So today I got to work with Andy again. I find him super easy to work with – really “go with the flow” and easy going. I’m not always that way so it’s cool that I can get that energy from him and I TRY to give it back.
So yeah, we started with the mirror exercise again at the beginning of class. I kind of felt like “WHY?” because, well, we did that yesterday!!! But the second time around it was a little easier, like we were able to jump into it a little quicker because we kind of knew what to expect.
But this time it felt like we were mirroring each other’s emotions! I had had a bit of a hard day – my classes are a tiny bit harder than AMA’s, and I think they expect waaaaaaay more of us than my other teacher’s expected – so I may have been in a little bit of a funk when we walked into the room. But Andy and I started the exercise and it was like he picked up on this during the exercise! And while it looked like his face reflected commiseration back on me, it also looked like he was trying to tell me he had a hard day as well.
I REALLY wanted to hug him at the end but I didn’t. I wish I hadn’t held back.
Then we did some weird “clay molding” exercise. I didn’t like that one as much. You stand up there and your partner “moves you” into different positions. Then they finish, like you’re a “sculpture of art,” and you have to hold that position as other “artists” walk around and look at you. It makes you really self conscious!

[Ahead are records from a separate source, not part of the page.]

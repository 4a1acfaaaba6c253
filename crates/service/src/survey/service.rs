use std::sync::Arc;
use tracing::{info, instrument};

use super::mapper::{NewSurvey, SurveyKey, SurveyReplacement};
use super::repository::SurveyRepository;
use super::Survey;
use crate::errors::ServiceError;

/// Survey business service independent of web framework.
///
/// Owner scoping is enforced here and in the repository: a survey owned by
/// another email is reported as not found, never as forbidden.
pub struct SurveyService<R: SurveyRepository + ?Sized> {
    repo: Arc<R>,
}

impl<R: SurveyRepository + ?Sized> SurveyService<R> {
    pub fn new(repo: Arc<R>) -> Self { Self { repo } }

    /// All surveys of one owner, in ascending id order. Unknown owners get an
    /// empty list.
    ///
    /// # Examples
    /// ```
    /// use service::survey::{service::SurveyService, repository::mock::MockSurveyRepository};
    /// use std::sync::Arc;
    /// let svc = SurveyService::new(Arc::new(MockSurveyRepository::default()));
    /// let list = tokio_test::block_on(svc.list_by_owner("nobody@example.com")).unwrap();
    /// assert!(list.is_empty());
    /// ```
    #[instrument(skip(self))]
    pub async fn list_by_owner(&self, surveyor_email: &str) -> Result<Vec<Survey>, ServiceError> {
        if surveyor_email.trim().is_empty() {
            return Err(ServiceError::missing_field("surveyor_email"));
        }
        self.repo.list_by_owner(surveyor_email).await
    }

    #[instrument(skip(self))]
    pub async fn get_one(&self, id: i64, surveyor_email: &str) -> Result<Survey, ServiceError> {
        if surveyor_email.trim().is_empty() {
            return Err(ServiceError::missing_field("surveyor_email"));
        }
        self.repo
            .get_owned(id, surveyor_email)
            .await?
            .ok_or_else(|| ServiceError::not_found("survey"))
    }

    /// Persist a new survey; the id is assigned by storage.
    ///
    /// # Examples
    /// ```
    /// use service::survey::{service::SurveyService, repository::mock::MockSurveyRepository};
    /// use service::survey::{mapper::NewSurvey, SurveyFields};
    /// use std::sync::Arc;
    /// let svc = SurveyService::new(Arc::new(MockSurveyRepository::default()));
    /// let fields = SurveyFields { name: "Jo".into(), age: 30, address: "Jl. X".into(), symptoms: "fever".into(), latitude: None, longitude: None };
    /// let created = tokio_test::block_on(svc.create(NewSurvey { surveyor_email: "a@x.com".into(), fields })).unwrap();
    /// assert_eq!(created.id, 1);
    /// let found = tokio_test::block_on(svc.get_one(created.id, "a@x.com")).unwrap();
    /// assert_eq!(found, created);
    /// ```
    #[instrument(skip(self, input), fields(surveyor_email = %input.surveyor_email))]
    pub async fn create(&self, input: NewSurvey) -> Result<Survey, ServiceError> {
        let created = self.repo.create(&input.surveyor_email, &input.fields).await?;
        info!(id = created.id, surveyor_email = %created.surveyor_email, "survey_created");
        Ok(created)
    }

    /// Replace every field except `id` and owner. Fails with `NotFound` when
    /// `(id, surveyor_email)` matches nothing; nothing is written in that case.
    #[instrument(skip(self, input), fields(id = input.id, surveyor_email = %input.surveyor_email))]
    pub async fn update(&self, input: SurveyReplacement) -> Result<(), ServiceError> {
        let replaced = self.repo.replace_owned(input.id, &input.surveyor_email, &input.fields).await?;
        if !replaced {
            return Err(ServiceError::not_found("survey"));
        }
        info!(id = input.id, "survey_updated");
        Ok(())
    }

    /// Hard delete scoped by owner. A second delete of the same id reports
    /// `NotFound`.
    #[instrument(skip(self, key), fields(id = key.id, surveyor_email = %key.surveyor_email))]
    pub async fn delete(&self, key: SurveyKey) -> Result<(), ServiceError> {
        let deleted = self.repo.delete_owned(key.id, &key.surveyor_email).await?;
        if !deleted {
            return Err(ServiceError::not_found("survey"));
        }
        info!(id = key.id, "survey_deleted");
        Ok(())
    }
}

#[cfg(test)]
mod tests {
    use super::*;
    use crate::survey::repository::mock::MockSurveyRepository;
    use crate::survey::SurveyFields;
    use std::collections::BTreeSet;

    fn fields(name: &str) -> SurveyFields {
        SurveyFields {
            name: name.into(),
            age: 30,
            address: "Jl. X".into(),
            symptoms: "fever".into(),
            latitude: Some(1.5),
            longitude: Some(2.5),
        }
    }

    fn new_survey(email: &str, name: &str) -> NewSurvey {
        NewSurvey { surveyor_email: email.into(), fields: fields(name) }
    }

    fn setup() -> (Arc<MockSurveyRepository>, SurveyService<MockSurveyRepository>) {
        let repo = Arc::new(MockSurveyRepository::default());
        (Arc::clone(&repo), SurveyService::new(repo))
    }

    #[tokio::test]
    async fn created_surveys_are_immediately_readable() -> Result<(), ServiceError> {
        let (_, svc) = setup();
        let mut ids = BTreeSet::new();
        for name in ["a", "b", "c"] {
            let created = svc.create(new_survey("a@x.com", name)).await?;
            assert!(ids.insert(created.id));
            assert_eq!(svc.get_one(created.id, "a@x.com").await?, created);
        }
        Ok(())
    }

    #[tokio::test]
    async fn list_returns_exactly_the_owners_live_surveys() -> Result<(), ServiceError> {
        let (_, svc) = setup();
        let a1 = svc.create(new_survey("a@x.com", "a1")).await?;
        let a2 = svc.create(new_survey("a@x.com", "a2")).await?;
        let a3 = svc.create(new_survey("a@x.com", "a3")).await?;
        svc.create(new_survey("b@y.com", "b1")).await?;
        svc.delete(SurveyKey { id: a2.id, surveyor_email: "a@x.com".into() }).await?;

        let ids: BTreeSet<i64> = svc.list_by_owner("a@x.com").await?.into_iter().map(|s| s.id).collect();
        assert_eq!(ids, BTreeSet::from([a1.id, a3.id]));
        assert!(svc.list_by_owner("c@z.com").await?.is_empty());
        Ok(())
    }

    #[tokio::test]
    async fn foreign_owner_gets_not_found() -> Result<(), ServiceError> {
        let (_, svc) = setup();
        let a = svc.create(new_survey("a@x.com", "Jo")).await?;
        assert!(matches!(svc.get_one(a.id, "b@y.com").await, Err(ServiceError::NotFound(_))));
        assert!(matches!(svc.get_one(a.id + 1, "a@x.com").await, Err(ServiceError::NotFound(_))));
        Ok(())
    }

    #[tokio::test]
    async fn failed_updates_leave_storage_unchanged() -> Result<(), ServiceError> {
        let (repo, svc) = setup();
        let a = svc.create(new_survey("a@x.com", "Jo")).await?;
        svc.create(new_survey("b@y.com", "Bo")).await?;
        let before = repo.snapshot()?;

        let foreign = SurveyReplacement { id: a.id, surveyor_email: "b@y.com".into(), fields: fields("Mallory") };
        assert!(matches!(svc.update(foreign).await, Err(ServiceError::NotFound(_))));
        let missing = SurveyReplacement { id: 999, surveyor_email: "a@x.com".into(), fields: fields("Ghost") };
        assert!(matches!(svc.update(missing).await, Err(ServiceError::NotFound(_))));

        assert_eq!(repo.snapshot()?, before);
        Ok(())
    }

    #[tokio::test]
    async fn update_preserves_id_and_owner() -> Result<(), ServiceError> {
        let (_, svc) = setup();
        let a = svc.create(new_survey("a@x.com", "Jo")).await?;
        let mut next = fields("Joanna");
        next.latitude = None;
        next.longitude = None;
        svc.update(SurveyReplacement { id: a.id, surveyor_email: "a@x.com".into(), fields: next.clone() }).await?;

        let stored = svc.get_one(a.id, "a@x.com").await?;
        assert_eq!(stored.id, a.id);
        assert_eq!(stored.surveyor_email, "a@x.com");
        assert_eq!(stored.fields(), next);
        Ok(())
    }

    #[tokio::test]
    async fn delete_twice_reports_not_found() -> Result<(), ServiceError> {
        let (_, svc) = setup();
        let a = svc.create(new_survey("a@x.com", "Jo")).await?;
        let key = SurveyKey { id: a.id, surveyor_email: "a@x.com".into() };
        svc.delete(key.clone()).await?;
        assert!(matches!(svc.get_one(a.id, "a@x.com").await, Err(ServiceError::NotFound(_))));
        assert!(matches!(svc.delete(key).await, Err(ServiceError::NotFound(_))));
        Ok(())
    }

    #[tokio::test]
    async fn blank_owner_is_a_validation_error() {
        let (_, svc) = setup();
        assert!(matches!(svc.list_by_owner(" ").await, Err(ServiceError::Validation(_))));
        assert!(matches!(svc.get_one(1, "").await, Err(ServiceError::Validation(_))));
        assert!(matches!(svc.create(new_survey("", "Jo")).await, Err(ServiceError::Validation(_))));
    }
}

When I was the “artist” I put Andy into a position to make him look like a pitcher on a baseball mound, about to win the game! When I walked around the room, other kids were made to look like they were picking their noses or doing other gross things. One even looked like he was on the toilet! Everyone was laughing at that, but I’m not sure I got the point of the exercise.
Tomorrow we have dance. I’m really excited! I haven’t danced in a few years. But we don’t have to have ballet shoes and jazz shoes and tap shoes like the dance department students do. I think we might be dancing barefoot. I don’t know, we’ll see.
Off to sleep to have a good tomorrow!